Według niego to właśnie postrzelenie z policyjnej broni mogło być przyczyną śmierci lekarza weterynarii. Taka jest wstępna wersja prokuratury sporządzona po oględzinach ciała tragicznie zmarłego mężczyzny, których dokonano w bródnowskim szpitalu.
Ostateczną wersję poznamy najwcześniej dzisiaj rano. Wtedy będą znane wyniki sekcji zwłok weterynarza.
Prokuratura dokładnie bada okoliczności tych dramatycznych wypadków. Ustala też kto jest odpowiedzialny za to, że trzy drapieżniki - z których dwa złapano, a trzeciego zastrzelono - wydostały się z klatek.
Poprzednio rzecznik warszawskiego pogotowia powiedział sieci RMF, że poraniony przez drapieżnika człowiek, miał tak poważne obrażenia, że na pierwszy rzut oka nie da się ocenić, co było przyczyną śmierci.
Na Tarchominie trwają przesłuchania świadków dramatycznych wydarzeń. Dyrekcja cyrku twierdzi, że klatkę z tygrysami otworzył ktoś spoza cyrku. Sugeruje, że mogli to zrobić ekolodzy walczący o prawa zwierząt.
Tygrysy uciekły z cyrku rano. Już po kilkunastu minutach dwa znalazły się z powrotem w klatkach, złapane przez pracowników. Zwierzęta poturbowały pracownika cyrku, który próbował je łapać, i mężczyzn pracujących na pobliskim parkingu.
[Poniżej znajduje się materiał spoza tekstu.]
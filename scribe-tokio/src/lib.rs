//! Tokio utilities shared by scribe services: named task handles which
//! propagate panics, and a clonable one-shot shutdown channel.

pub mod shutdown;
pub mod task;

pub use shutdown::ShutdownChannel;
pub use task::NamedTask;
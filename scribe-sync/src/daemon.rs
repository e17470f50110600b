//! The long-running supervisor of periodic sync runs.
//!
//! State machine: `starting -> idle <-> syncing; any -> error;
//! any -> stopping -> stopped`. At most one sync run is ever in flight:
//! runs execute inline in the daemon's main loop, and the HTTP trigger is
//! rejected with a conflict unless the daemon is idle. A tick arriving
//! while a run is in flight is dropped, not queued. The error state is
//! non-sticky; the next tick tries again.

use std::{
    sync::{Arc, Mutex},
    time::Duration,
};

use anyhow::Context;
use async_trait::async_trait;
use chrono::{DateTime, Utc};
use scribe_api::Error;
use scribe_tokio::ShutdownChannel;
use tokio::sync::mpsc;
use tracing::{error, info, warn};

use crate::{
    http,
    orchestrator::Orchestrator,
    result::{CurrentSyncStatus, LastSyncSummary, StatusSnapshot, SyncOutcome},
};

/// How long shutdown waits for an in-flight run to finish cooperatively.
pub const SHUTDOWN_GRACE: Duration = Duration::from_secs(10);

#[derive(Copy, Clone, Debug, Eq, PartialEq)]
pub enum DaemonState {
    Starting,
    Idle,
    Syncing,
    Error,
    Stopping,
    Stopped,
}

impl DaemonState {
    pub fn as_str(self) -> &'static str {
        match self {
            Self::Starting => "starting",
            Self::Idle => "idle",
            Self::Syncing => "syncing",
            Self::Error => "error",
            Self::Stopping => "stopping",
            Self::Stopped => "stopped",
        }
    }
}

impl std::fmt::Display for DaemonState {
    fn fmt(&self, f: &mut std::fmt::Formatter<'_>) -> std::fmt::Result {
        f.write_str(self.as_str())
    }
}

/// The sync engine as the daemon sees it. [`Orchestrator`] is the real
/// implementation; tests substitute their own.
#[async_trait]
pub trait SyncRunner: Send + Sync + 'static {
    async fn run(&self, cancel: ShutdownChannel)
        -> Result<SyncOutcome, Error>;

    /// Live progress of the in-flight run, if any.
    fn progress(&self) -> Option<CurrentSyncStatus>;

    /// Whether the installation is ready to sync (credentials on disk).
    fn is_ready(&self) -> bool;
}

#[async_trait]
impl SyncRunner for Orchestrator {
    async fn run(
        &self,
        cancel: ShutdownChannel,
    ) -> Result<SyncOutcome, Error> {
        self.sync(cancel).await
    }

    fn progress(&self) -> Option<CurrentSyncStatus> {
        Orchestrator::progress(self)
    }

    fn is_ready(&self) -> bool {
        Orchestrator::is_ready(self)
    }
}

#[derive(Clone, Debug)]
pub struct DaemonConfig {
    /// Periodic trigger interval.
    pub interval: Duration,
    /// Bind address for the HTTP control plane; `None` disables it.
    pub health_addr: Option<std::net::SocketAddr>,
    /// Run one sync immediately at startup.
    pub initial_sync: bool,
}

/// Mutable status guarded by one lock; snapshots copy fields under it.
pub(crate) struct StatusInner {
    pub state: DaemonState,
    pub error_message: Option<String>,
    pub last_sync_time: Option<DateTime<Utc>>,
    pub next_sync_time: Option<DateTime<Utc>>,
    pub last_sync_result: Option<LastSyncSummary>,
    /// Cancellation handle of the in-flight run.
    pub current_cancel: Option<ShutdownChannel>,
}

/// State shared with the HTTP control plane.
pub(crate) struct ControlShared {
    pub status: Mutex<StatusInner>,
    pub started_at: DateTime<Utc>,
    pub trigger_tx: mpsc::Sender<()>,
    pub runner: Arc<dyn SyncRunner>,
    /// Actual bound address of the control listener, once bound.
    pub bound_addr: Mutex<Option<std::net::SocketAddr>>,
}

impl ControlShared {
    pub fn snapshot(&self) -> StatusSnapshot {
        let status = self.status.lock().expect("status lock poisoned");
        let current_sync = (status.state == DaemonState::Syncing)
            .then(|| self.runner.progress())
            .flatten();
        StatusSnapshot {
            state: status.state.to_string(),
            uptime_seconds: (Utc::now() - self.started_at)
                .num_seconds()
                .max(0) as u64,
            last_sync_time: status.last_sync_time,
            next_sync_time: status.next_sync_time,
            error_message: status.error_message.clone(),
            current_sync,
            last_sync_result: status.last_sync_result.clone(),
        }
    }
}

pub struct Daemon {
    runner: Arc<dyn SyncRunner>,
    config: DaemonConfig,
    shared: Arc<ControlShared>,
    trigger_rx: mpsc::Receiver<()>,
}

impl Daemon {
    pub fn new(runner: Arc<dyn SyncRunner>, config: DaemonConfig) -> Self {
        let (trigger_tx, trigger_rx) = mpsc::channel(1);
        let shared = Arc::new(ControlShared {
            status: Mutex::new(StatusInner {
                state: DaemonState::Starting,
                error_message: None,
                last_sync_time: None,
                next_sync_time: None,
                last_sync_result: None,
                current_cancel: None,
            }),
            started_at: Utc::now(),
            trigger_tx,
            runner: Arc::clone(&runner),
            bound_addr: Mutex::new(None),
        });
        Self {
            runner,
            config,
            shared,
            trigger_rx,
        }
    }

    /// The control listener's bound address, once the daemon is running.
    pub fn bound_addr(&self) -> Option<std::net::SocketAddr> {
        *self.shared.bound_addr.lock().expect("addr lock poisoned")
    }

    pub fn state(&self) -> DaemonState {
        self.shared.status.lock().expect("status lock poisoned").state
    }

    #[cfg(test)]
    pub(crate) fn shared_for_test(&self) -> Arc<ControlShared> {
        Arc::clone(&self.shared)
    }

    /// Run until `shutdown` fires.
    pub async fn run(
        mut self,
        mut shutdown: ShutdownChannel,
    ) -> anyhow::Result<()> {
        info!(
            interval = ?self.config.interval,
            "Daemon starting"
        );

        let server_task = match self.config.health_addr {
            Some(addr) => {
                let listener = tokio::net::TcpListener::bind(addr)
                    .await
                    .with_context(|| {
                        format!("binding control listener on {addr}")
                    })?;
                let bound = listener
                    .local_addr()
                    .context("reading control listener address")?;
                *self
                    .shared
                    .bound_addr
                    .lock()
                    .expect("addr lock poisoned") = Some(bound);
                info!("Control API listening on {bound}");
                Some(http::spawn_control_server(
                    listener,
                    Arc::clone(&self.shared),
                    shutdown.clone(),
                ))
            }
            None => None,
        };

        let mut ticker = tokio::time::interval(self.config.interval);
        ticker.set_missed_tick_behavior(
            tokio::time::MissedTickBehavior::Skip,
        );
        // An interval's first tick completes immediately; the startup sync
        // is governed by `initial_sync` instead.
        ticker.tick().await;

        self.set_state(DaemonState::Idle);
        self.set_next_sync_time();

        if self.config.initial_sync {
            self.run_sync(&mut shutdown).await;
        }

        loop {
            tokio::select! {
                biased;
                () = shutdown.recv() => break,
                _ = ticker.tick() => {
                    self.run_sync(&mut shutdown).await;
                    self.set_next_sync_time();
                }
                Some(()) = self.trigger_rx.recv() => {
                    info!("Sync triggered via control API");
                    self.run_sync(&mut shutdown).await;
                }
            }
        }

        self.set_state(DaemonState::Stopping);
        info!("Daemon stopping");
        if let Some(summary) = self
            .shared
            .status
            .lock()
            .expect("status lock poisoned")
            .last_sync_result
            .as_ref()
        {
            info!(
                success = summary.success_count,
                failed = summary.failure_count,
                "Last sync result at shutdown"
            );
        }
        if let Some(task) = server_task {
            if let Err(e) = task.await {
                warn!("Control server task failed: {e:#}");
            }
        }
        self.set_state(DaemonState::Stopped);
        info!("Daemon stopped");
        Ok(())
    }

    /// Execute one sync run inline, honoring shutdown with a bounded
    /// grace period. Reentry is impossible by construction (single loop),
    /// but the state machine still refuses it.
    async fn run_sync(&self, shutdown: &mut ShutdownChannel) {
        let cancel = ShutdownChannel::new();
        {
            let mut status =
                self.shared.status.lock().expect("status lock poisoned");
            if status.state == DaemonState::Syncing {
                warn!("Refusing reentrant sync");
                return;
            }
            if shutdown.try_recv() {
                return;
            }
            status.state = DaemonState::Syncing;
            status.current_cancel = Some(cancel.clone());
        }

        let sync_fut = self.runner.run(cancel.clone());
        tokio::pin!(sync_fut);

        let result = loop {
            tokio::select! {
                result = &mut sync_fut => break Some(result),
                () = shutdown.recv() => {
                    info!("Shutdown requested; cancelling in-flight sync");
                    cancel.send();
                    match tokio::time::timeout(SHUTDOWN_GRACE, &mut sync_fut)
                        .await
                    {
                        Ok(result) => break Some(result),
                        Err(_) => break None,
                    }
                }
            }
        };

        let mut status =
            self.shared.status.lock().expect("status lock poisoned");
        status.current_cancel = None;
        match result {
            Some(Ok(outcome)) => {
                status.last_sync_time = Some(outcome.ended_at);
                status.last_sync_result = Some(outcome.summary());
                status.error_message = None;
                status.state = DaemonState::Idle;
            }
            Some(Err(e)) => {
                error!("Sync run failed: {e:#}");
                status.error_message = Some(format!("{e:#}"));
                // Non-sticky: the next tick transitions back through here.
                status.state = DaemonState::Error;
            }
            None => {
                error!(
                    "Sync did not finish within the shutdown grace period"
                );
                status.error_message =
                    Some("sync did not stop in time".into());
                status.state = DaemonState::Error;
            }
        }
    }

    fn set_state(&self, state: DaemonState) {
        self.shared
            .status
            .lock()
            .expect("status lock poisoned")
            .state = state;
    }

    fn set_next_sync_time(&self) {
        let next = Utc::now()
            + chrono::Duration::from_std(self.config.interval)
                .unwrap_or_else(|_| chrono::Duration::seconds(0));
        self.shared
            .status
            .lock()
            .expect("status lock poisoned")
            .next_sync_time = Some(next);
    }
}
Trzeci tygrys ukrył się w lesie, skąd nagle zaatakował biorącego udział w przeczesywaniu terenu weterynarza, kiedy ten mierzył do niego ze strzelby na naboje ze środkiem usypiającym. Policjanci zastrzelili rozjuszone zwierzę, a mężczyzna w krytycznym stanie trafił do szpitala. Tu zmarł.